A car mechanic would have a hard time building a car if he or she didn’t know anything about the car’s parts. The same holds true for scientists who want to design or program proteins and microbes. They must first understand the structure, complexity, and interactions of the system they are interested in. For Philip Romero and Ophelia Venturelli — two new assistant professors joining the Department of Biochemistry on July 11 — this idea is what drives their research.
Romero comes to UW–Madison from an assistant professorship at the University of California, Los Angeles, and Venturelli joins from a postdoc at UC Berkeley. Venturelli is interested in the functions of microbial communities and how mathematical models can be used to predict those functions.
Microbes don’t appear in isolation, Venturelli explains, but instead in extremely diverse communities. They interact in a variety of positive and negative processes, competing over limited resources, waging antibiotic warfare by producing toxic chemicals, producing substances other organisms can consume, or even detoxifying the environment. Some of the processes can be helpful to humans, and understanding their underlying mechanisms can help scientists engineer or recreate them to harness their benefits.
“For example, microbes on and inside the human body, which make up the microbiome, have huge implications for human health,” says Venturelli, who earned her Ph.D. at the California Institute of Technology and bachelor’s degree from Stanford. “I’m interested in understanding how those microbial communities function and then how we can design communities to enhance beneficial functions. I am also interested in other broader applications such as the plant microbiome in agriculture and bioenergy.”
While Venturelli is interested in understanding microbes, Romero’s work is similar but focuses on proteins instead. Proteins interest him, he says, because they control almost all processes that take place in cells, such as metabolism, cell-to-cell communication, and DNA replication.
Romero uses new technologies to understand how these proteins function. While in years past it took a lot of time to perform this tedious work, using new experimental methods and technology like machine learning, Romero and his team are able to perform millions of biological experiments. This allows them to extract meaningful information to understand how proteins work.
He worked on applications of this concept in graduate school. For example, he worked on engineering proteins that can act as molecular contrast agents to image neurotransmitters in the brain that could be used to diagnose diseases. He was also involved with projects that would help convert biomass to fuel and developing cancer therapeutics.
“A very long term goal for me is the ability to rationally design proteins to do whatever we can imagine,” Romero says. “This capability would have a tremendous impact across all areas of biology, medicine, and biotechnology. You could pick a disease and then use a computer to rapidly design a therapeutic protein to treat it. You could design custom biocatalysts to interconvert different types of chemicals for industry. The possibilities are really endless once we learn how to design proteins.”
Romero attended Tulane University for his undergraduate studies before working with Frances Arnold at the California Institute of Technology for his Ph.D. At UW–Madison he will also be affiliated with the Department of Chemical and Biological Engineering. Both Romero and Venturelli say they are very excited to join UW–Madison because of the potential for great collaboration in the department and across campus.
“I'm really excited about the strengths of UW-Madison in my research areas, which are biochemistry and also chemical engineering,” Romero says. “And it's also a very interdisciplinary environment so there's lots of collaboration across different departments. I'm excited about interacting with people in computer science, chemistry, and electrical engineering. I think it’s that kind of research environment that really attracted me to UW–Madison.”
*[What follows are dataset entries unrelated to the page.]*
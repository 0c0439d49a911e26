// server/src/state.rs
use crate::config::AppConfig;
use crate::errors::AppError;
use crate::pipelines;
use orka::Orka;
use shopmock::{
  AuthService, CatalogService, OrderWorkflow, PaymentGateway, Repositories, StubPaymentGateway, TokenIssuer,
};
use std::sync::Arc;

/// Services shared by every handler. Cheap to clone.
#[derive(Clone)]
pub struct AppState {
  pub auth: Arc<AuthService>,
  pub catalog: Arc<CatalogService>,
  pub orders: Arc<OrderWorkflow>,
  pub payments: Arc<dyn PaymentGateway>,
  pub orka_instance: Arc<Orka<AppError>>,
  pub config: Arc<AppConfig>, // Share loaded config
}

impl AppState {
  /// Wires the services over `repos` with the stub payment gateway and
  /// registers the application pipelines.
  pub fn new(repos: Repositories, config: Arc<AppConfig>) -> Self {
    Self::with_payments(repos, config, Arc::new(StubPaymentGateway))
  }

  pub fn with_payments(repos: Repositories, config: Arc<AppConfig>, payments: Arc<dyn PaymentGateway>) -> Self {
    let tokens = TokenIssuer::new(config.secret_key.as_bytes(), config.token_lifetime());
    let auth = AuthService::new(repos.users.clone(), tokens);
    let catalog = CatalogService::new(repos.products.clone(), config.stock_visibility());
    let orders = OrderWorkflow::new(
      repos.products.clone(),
      repos.orders.clone(),
      payments.clone(),
      config.stock_policy(),
    );

    let orka_instance = Arc::new(Orka::<AppError>::new());
    pipelines::register_all_pipelines(&orka_instance);

    Self {
      auth: Arc::new(auth),
      catalog: Arc::new(catalog),
      orders: Arc::new(orders),
      payments,
      orka_instance,
      config,
    }
  }
}
// tests/common/mod.rs
#![allow(dead_code)] // Allow unused code in this common test module

use chrono::Duration;
use once_cell::sync::Lazy;
use shopmock::models::{NewProduct, Product};
use shopmock::services::Registration;
use shopmock::store::ProductStore;
use shopmock::{
  AuthService, CatalogService, MemoryStore, OrderWorkflow, Repositories, StockPolicy, StockVisibility,
  StubPaymentGateway, TokenIssuer,
};
use std::sync::Arc;
use tracing::Level;

pub const TEST_SECRET: &[u8] = b"test-signing-key";
pub const TEST_PASSWORD: &str = "correct-horse-battery";

// --- Helper for Tracing Setup (call once per test run if needed) ---
static TRACING_INIT: Lazy<()> = Lazy::new(|| {
  tracing_subscriber::fmt()
    .with_max_level(Level::DEBUG)
    .with_test_writer() // Important for tests to capture output
    .try_init()
    .ok(); // Allow multiple initializations in tests (ok if fails)
});

pub fn setup_tracing() {
  Lazy::force(&TRACING_INIT);
}

/// Every service wired over one fresh in-memory store.
pub struct TestShop {
  pub store: Arc<MemoryStore>,
  pub repos: Repositories,
  pub auth: AuthService,
  pub catalog: CatalogService,
  pub orders: OrderWorkflow,
}

pub fn shop() -> TestShop {
  shop_with(StockVisibility::IncludeOutOfStock, StockPolicy::Unchecked)
}

pub fn shop_with(visibility: StockVisibility, stock_policy: StockPolicy) -> TestShop {
  setup_tracing();
  let store = Arc::new(MemoryStore::new());
  let repos = Repositories::in_memory(store.clone());
  let auth = AuthService::new(
    repos.users.clone(),
    TokenIssuer::new(TEST_SECRET, Duration::minutes(30)),
  );
  let catalog = CatalogService::new(repos.products.clone(), visibility);
  let orders = OrderWorkflow::new(
    repos.products.clone(),
    repos.orders.clone(),
    Arc::new(StubPaymentGateway),
    stock_policy,
  );
  TestShop {
    store,
    repos,
    auth,
    catalog,
    orders,
  }
}

pub fn new_product(name: &str, price: i64, stock: i32) -> NewProduct {
  NewProduct {
    name: name.to_string(),
    description: None,
    price,
    stock,
    image_url: None,
    category: None,
  }
}

pub async fn seed_product(store: &MemoryStore, name: &str, price: i64, stock: i32) -> Product {
  store.create(new_product(name, price, stock)).await.expect("seed product")
}

/// Seeds `count` products named "Product 001", "Product 002", ...
pub async fn seed_products(store: &MemoryStore, count: usize) -> Vec<Product> {
  let mut products = Vec::with_capacity(count);
  for i in 1..=count {
    products.push(seed_product(store, &format!("Product {:03}", i), 100 * i as i64, 10).await);
  }
  products
}

pub fn registration(username: &str, email: &str) -> Registration {
  Registration {
    email: email.to_string(),
    username: username.to_string(),
    full_name: format!("{} Tester", username),
    password: TEST_PASSWORD.to_string(),
  }
}
// core/src/policy.rs

//! Product-policy switches and input limits. Each behaviour the storefront
//! could reasonably go either way on is a named value here, chosen once at
//! startup.

use crate::error::{ShopError, ShopResult};

/// Largest page the catalog will serve.
pub const MAX_PAGE_SIZE: i64 = 100;
pub const DEFAULT_PAGE_SIZE: i64 = 20;

// Column widths from migrations/schema.sql, in characters.
pub const MAX_USERNAME_LEN: usize = 100;
pub const MAX_EMAIL_LEN: usize = 255;
pub const MAX_FULL_NAME_LEN: usize = 255;
pub const MAX_PRODUCT_NAME_LEN: usize = 255;
pub const MAX_IMAGE_URL_LEN: usize = 512;
pub const MAX_CATEGORY_LEN: usize = 100;

/// Whether order placement checks and reserves stock.
#[derive(Debug, Clone, Copy, PartialEq, Eq, Default)]
pub enum StockPolicy {
  /// Orders succeed regardless of stock and never decrement it.
  #[default]
  Unchecked,
  /// Orders exceeding stock are rejected; stock is decremented with a
  /// compare-and-set inside the order's atomic unit.
  Enforce,
}

impl StockPolicy {
  pub fn from_flag(enforce: bool) -> Self {
    if enforce {
      StockPolicy::Enforce
    } else {
      StockPolicy::Unchecked
    }
  }

  pub fn enforces(self) -> bool {
    self == StockPolicy::Enforce
  }
}

/// Whether catalog listings show products with zero stock.
#[derive(Debug, Clone, Copy, PartialEq, Eq, Default)]
pub enum StockVisibility {
  #[default]
  IncludeOutOfStock,
  HideOutOfStock,
}

impl StockVisibility {
  pub fn from_flag(hide_out_of_stock: bool) -> Self {
    if hide_out_of_stock {
      StockVisibility::HideOutOfStock
    } else {
      StockVisibility::IncludeOutOfStock
    }
  }
}

/// Rows skipped before the requested page. Pages are 1-based.
///
/// `None` when the offset does not fit in an `i64`.
pub fn page_offset(page: i64, page_size: i64) -> Option<i64> {
  page.checked_sub(1)?.checked_mul(page_size)
}

/// Rejects `value` when it is longer than the column that stores it.
pub(crate) fn check_max_len(field: &str, value: &str, max: usize) -> ShopResult<()> {
  if value.chars().count() > max {
    return Err(ShopError::Validation(format!(
      "{} must be at most {} characters long.",
      field, max
    )));
  }
  Ok(())
}

#[cfg(test)]
mod tests {
  use super::*;

  #[test]
  fn first_page_starts_at_zero() {
    assert_eq!(page_offset(1, 20), Some(0));
    assert_eq!(page_offset(2, 20), Some(20));
    assert_eq!(page_offset(3, 7), Some(14));
  }

  #[test]
  fn huge_pages_do_not_overflow() {
    assert_eq!(page_offset(i64::MAX / 50, 100), None);
    assert_eq!(page_offset(i64::MIN, 1), None);
  }

  #[test]
  fn length_limit_counts_characters() {
    assert!(check_max_len("Category", &"é".repeat(MAX_CATEGORY_LEN), MAX_CATEGORY_LEN).is_ok());
    match check_max_len("Category", &"x".repeat(MAX_CATEGORY_LEN + 1), MAX_CATEGORY_LEN) {
      Err(ShopError::Validation(message)) => assert_eq!(message, "Category must be at most 100 characters long."),
      other => panic!("Expected Validation, got {:?}", other),
    }
  }

  #[test]
  fn flags_map_to_named_policies() {
    assert_eq!(StockPolicy::from_flag(false), StockPolicy::Unchecked);
    assert!(StockPolicy::from_flag(true).enforces());
    assert_eq!(StockVisibility::from_flag(true), StockVisibility::HideOutOfStock);
    assert_eq!(StockVisibility::default(), StockVisibility::IncludeOutOfStock);
  }
}
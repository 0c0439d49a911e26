// server/src/main.rs

use actix_web::{web as actix_data, App, HttpServer};
use anyhow::Context;
use shopmock::{MemoryStore, PgStore, Repositories};
use shopmock_server::config::AppConfig;
use shopmock_server::state::AppState;
use shopmock_server::{seed, web};
use std::sync::Arc;
use tracing::Level;
use tracing_subscriber::fmt::format::FmtSpan; // For span events in tracing

/// Picks the storage backend named by `DATABASE_URL`.
async fn open_repositories(config: &AppConfig) -> anyhow::Result<Repositories> {
  if config.uses_memory_store() {
    tracing::warn!("Using the in-memory store; data is lost on shutdown.");
    return Ok(Repositories::in_memory(Arc::new(MemoryStore::new())));
  }

  let store = PgStore::connect(&config.database_url, config.database_max_connections)
    .await
    .context("Failed to connect to the database")?;
  store.ensure_schema().await.context("Failed to apply the database schema")?;
  Ok(Repositories::postgres(store))
}

async fn build_state() -> anyhow::Result<AppState> {
  let app_config = Arc::new(AppConfig::from_env().context("Configuration error")?);
  let repos = open_repositories(&app_config).await?;
  let app_state = AppState::new(repos, app_config.clone());

  if app_config.seed_db {
    seed::seed_catalog(&app_state.catalog).await.context("Failed to seed the catalog")?;
  }
  if let Some(admin) = &app_config.admin {
    seed::bootstrap_admin(&app_state.auth, admin)
      .await
      .context("Failed to create the bootstrap superuser")?;
  }
  Ok(app_state)
}

#[actix_web::main]
async fn main() -> anyhow::Result<()> {
  // RUST_LOG overrides the default level.
  tracing_subscriber::fmt()
    .with_max_level(Level::INFO)
    .with_env_filter(tracing_subscriber::EnvFilter::from_default_env())
    .with_span_events(FmtSpan::CLOSE) // Log when spans close, showing duration
    .init();

  tracing::info!("Starting shop server...");

  let app_state = build_state().await.map_err(|e| {
    tracing::error!(error = ?e, "Startup failed.");
    e
  })?;

  let server_address = format!("{}:{}", app_state.config.server_host, app_state.config.server_port);
  tracing::info!("Attempting to bind server to {}...", server_address);

  HttpServer::new(move || {
    App::new()
      .app_data(actix_data::Data::new(app_state.clone())) // Share AppState with handlers
      .wrap(tracing_actix_web::TracingLogger::default()) // Actix middleware for tracing requests
      .configure(web::configure_app_routes)
      .default_service(actix_data::route().to(web::not_found_handler))
  })
  .bind(&server_address)
  .with_context(|| format!("Failed to bind {}", server_address))?
  .run()
  .await?;

  Ok(())
}
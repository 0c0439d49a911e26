// src/lib.rs

//! Orka: an async, type-safe step pipeline engine.
//!
//! A `Pipeline<TData, Err>` is an ordered list of named steps. Each step can
//! carry `before`, `on` and `after` handlers that share one `ContextData<TData>`.
//! A handler either lets the run continue or stops it; the first error ends
//! the run and is returned as-is.
//!
//! The `Orka<E>` registry keeps one pipeline per context type, so callers
//! only need the context to start the matching workflow:
//!
//! 1. Define a context struct `MyCtx`.
//! 2. Build a `Pipeline<MyCtx, MyError>` and attach handlers with `on_root` and friends.
//! 3. Register it once with `Orka::register_pipeline`.
//! 4. Run it with `orka.run(ContextData::new(my_ctx)).await` and read results back from the context.

pub mod core;
pub mod error;
pub mod pipeline;
pub mod registry;

pub use crate::core::context::Handler;
pub use crate::core::context_data::ContextData;
pub use crate::core::control::{PipelineControl, PipelineResult};
pub use crate::core::step::{SkipCondition, StepDef};

pub use crate::pipeline::definition::Pipeline;

pub use crate::error::{OrkaError, OrkaResult};

pub use crate::registry::Orka;
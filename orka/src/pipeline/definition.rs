// orka/src/pipeline/definition.rs

//! The `Pipeline<TData, Err>` struct and its construction.

use crate::core::context::Handler;
use crate::core::step::{SkipCondition, StepDef};
use crate::error::OrkaError;
use std::collections::HashMap;

/// An ordered set of named steps over the root data type `TData`.
///
/// Handlers return `Result<PipelineControl, Err>`. `Err` must be
/// `From<OrkaError>` so engine failures (such as a required step with no
/// handler) surface through the same error type.
pub struct Pipeline<TData, Err>
where
  TData: 'static + Send + Sync,
  Err: std::error::Error + From<OrkaError> + Send + Sync + 'static,
{
  pub(crate) steps: Vec<StepDef<TData>>,

  pub(crate) before: HashMap<String, Vec<Handler<TData, Err>>>,
  pub(crate) on: HashMap<String, Vec<Handler<TData, Err>>>,
  pub(crate) after: HashMap<String, Vec<Handler<TData, Err>>>,
}

impl<TData, Err> Pipeline<TData, Err>
where
  TData: 'static + Send + Sync,
  Err: std::error::Error + From<OrkaError> + Send + Sync + 'static,
{
  /// Creates a pipeline from `(name, optional, skip_if)` triples, run in order.
  pub fn new(step_defs: &[(&str, bool, Option<SkipCondition<TData>>)]) -> Self {
    let steps = step_defs
      .iter()
      .map(|(name, optional, skip_if)| StepDef {
        name: (*name).to_string(),
        optional: *optional,
        skip_if: skip_if.clone(),
      })
      .collect();

    Self {
      steps,
      before: HashMap::new(),
      on: HashMap::new(),
      after: HashMap::new(),
    }
  }

  /// Step names in execution order.
  pub fn step_names(&self) -> Vec<&str> {
    self.steps.iter().map(|s| s.name.as_str()).collect()
  }

  /// Panics when `step_name` is not part of the definition.
  ///
  /// Handlers are attached once at startup, so a typo here is a wiring bug,
  /// not a runtime condition.
  pub(crate) fn ensure_step_exists(&self, step_name: &str) {
    if !self.steps.iter().any(|s| s.name == step_name) {
      panic!("Orka setup error: Step '{}' not found in pipeline definition.", step_name);
    }
  }
}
Venturelli adds she is looking forward to working with students that have interdisciplinary interests in combining engineering principles, microbiology, biochemistry, and mathematical modeling. As an assistant professor in Biochemistry, she will be affiliated with the Department of Bacteriology and the Department of Chemical and Biological Engineering as well.
“I find it to be a very supportive environment for young faculty, the students seem highly motivated, and Madison is a great place to live,” she says. “My research is diverse and I’m excited to interact with faculty and students across many departments at UW.”